Outros nomes:
I - Preparo
Não é necessário preparo
II - Exame
- Não é necessário pedido médico.
- Resultados serão disponibilizados na plataforma Varsmetagen e arquivos processados serão disponibilizados para download (FASTQ, BAM, VCF, CSV) conforme solicitação.
- Não será liberado um laudo no sistema.
Não se aplica, pois não há coleta de amostra.
Dados brutos devem seguir diretrizes próprias de qualidade, sendo responsabilidade do cliente o envio de dados adequados para análise.
O exame inclui a análise de bioinformática utilizando um pipeline padronizado de matagenômica focado na identificação e recuperação de genomas virais, bacterianos e de fungos a partir de dados de sequenciamento massivo paralelo (NGS) de DNA ou RNA total de uma amostra. Os resultados principais são disponibilizados através de tabelas e gráficos na plataforma proprietária Varsmetagen, onde também é possível fazer o download dos arquivos processados:
BAM: Arquivo contento o alinhamentos dos reads contra o genoma de referência de patógenos específicas
FASTQ: Arquivo com as sequências curtas de sequenciamento pós controle de qualidade
FASTA: Genoma do patógeno montado a partir do método de novo, consenso e por binagem
CSV: Tabela com a identificação taxonômica dos organismos e métricas de abundância e diversidade
VCF: Arquivo com a chamada de variantes para vírus específicos
O exame de metagenômica é uma análise avançada desenvolvida para identificar de forma abrangente e sem viéses quaisquer patógenos presentes no corpo humano ou em amostras ambientais. Diferente de testes que focam em patógenos específicos ou usam primers direcionados, o exame de metagenômica utiliza tecnologia de sequenciamento massivo paralelo para detectar uma ampla gama de micro-organismos, fornecendo uma visão detalhada do panorama microbiano do paciente.

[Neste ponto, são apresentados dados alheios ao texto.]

//! Binding over a custom tree provider: leaves hold raw JSON text that is
//! parsed on read, so scalar reads can genuinely fail.

use form_binding::bind::binder::Binder;
use form_binding::bind::error::BindError;
use form_binding::node::node_model::{ScalarError, TreeNode};
use serde_json::{Value, json};

#[derive(Clone)]
struct RawNode {
    name: Option<String>,
    /// Raw JSON text; `Some` marks the node as an input leaf.
    raw: Option<String>,
    children: Vec<RawNode>,
}

impl RawNode {
    fn group(children: Vec<RawNode>) -> Self {
        RawNode {
            name: None,
            raw: None,
            children,
        }
    }

    fn leaf(name: &str, raw: &str) -> Self {
        RawNode {
            name: Some(name.to_string()),
            raw: Some(raw.to_string()),
            children: Vec::new(),
        }
    }
}

impl TreeNode for RawNode {
    fn role(&self) -> Option<&str> {
        None
    }

    fn name(&self) -> Option<&str> {
        self.name.as_deref()
    }

    fn is_input(&self) -> bool {
        self.raw.is_some()
    }

    fn children(&self) -> &[Self] {
        &self.children
    }

    fn children_mut(&mut self) -> &mut Vec<Self> {
        &mut self.children
    }

    fn item_template(&self) -> Option<&Self> {
        None
    }

    fn read_scalar(&self) -> Result<Value, ScalarError> {
        let Some(raw) = &self.raw else {
            return Err(ScalarError::NotAnInput {
                label: self.label(),
            });
        };
        serde_json::from_str(raw).map_err(|e| ScalarError::Malformed {
            label: self.label(),
            detail: e.to_string(),
        })
    }

    fn write_scalar(&mut self, value: &Value) -> Result<(), ScalarError> {
        if self.raw.is_none() {
            return Err(ScalarError::NotAnInput {
                label: self.label(),
            });
        }
        self.raw = Some(value.to_string());
        Ok(())
    }
}

#[test]
fn custom_provider_serializes_parsed_leaves() {
    let tree = RawNode::group(vec![
        RawNode::leaf("count", "42"),
        RawNode::leaf("label", "\"hi\""),
    ]);

    let binder = Binder::new();
    assert_eq!(
        binder.serialize(&tree).unwrap(),
        json!({ "count": 42, "label": "hi" })
    );
}

#[test]
fn custom_provider_round_trips_writes() {
    let mut tree = RawNode::group(vec![RawNode::leaf("count", "0")]);
    let binder = Binder::new();

    binder
        .deserialize(&mut tree, &json!({ "count": 7 }))
        .unwrap();

    assert_eq!(binder.serialize(&tree).unwrap(), json!({ "count": 7 }));
}

#[test]
fn malformed_leaf_surfaces_a_read_error() {
    // The broken leaf sits one unnamed level down, so the failure has to
    // travel up through the recursive walk unchanged.
    let tree = RawNode::group(vec![RawNode::group(vec![RawNode::leaf(
        "broken",
        "not json at all",
    )])]);

    let binder = Binder::new();
    let result = binder.serialize(&tree);

    match result {
        Err(BindError::ScalarRead { node, source }) => {
            assert_eq!(node, "broken");
            assert!(matches!(source, ScalarError::Malformed { .. }));
        }
        other => panic!("expected a scalar read error, got {:?}", other),
    }
}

A metagenômica refere-se ao estudo do material genético recuperado diretamente de amostras ambientais ou clínicas. A análise é realizada sequenciando o material genético presente em amostras como sangue, saliva, fezes, ou outros tecidos. Essa abordagem permite a identificação de vírus, bactérias, fungos, e outros patógenos, incluindo aqueles que podem ser difíceis de detectar por métodos tradicionais de PCR ou cultura microbiológica.
O exame de metagenômica baseia-se no sequenciamento de nucleotídeos do material genético encontrado nas amostras do paciente. A tecnologia de sequenciamento massivo paralelo garante uma cobertura abrangente e uma sequência consenso de alta acurácia. As leituras de sequenciamento são comparadas a bancos de dados de referência de micro-organismos para identificar potenciais patógenos.
Os dados obtidos são interpretados por especialistas em microbiologia e bioinformática certificados, que consideram o histórico médico do paciente para fornecer uma análise clínica precisa e relevante. A interpretação dos resultados pode ajudar a identificar infecções ativas, passadas, ou crônicas, e a entender melhor o papel dos micro-organismos na saúde do paciente.
Os seguintes arquivos podem ser disponibilizados para análise adicional:
FASTQ: Arquivo com as sequências curtas de sequenciamento pós controle de qualidade
BAM: Arquivo contendo os alinhamentos dos reads contra o genoma de referência de micro-organismos específicos quando disponível.
FASTA: Genoma dos patógenos montados a partir do método de novo, consenso e por binagem quando disponível.
CSV: Tabela com a identificação taxonômica dos organismos e métricas de abundância e diversidade.
VCF: Arquivo com a chamada de variantes para micro-organismos específicos quando disponível.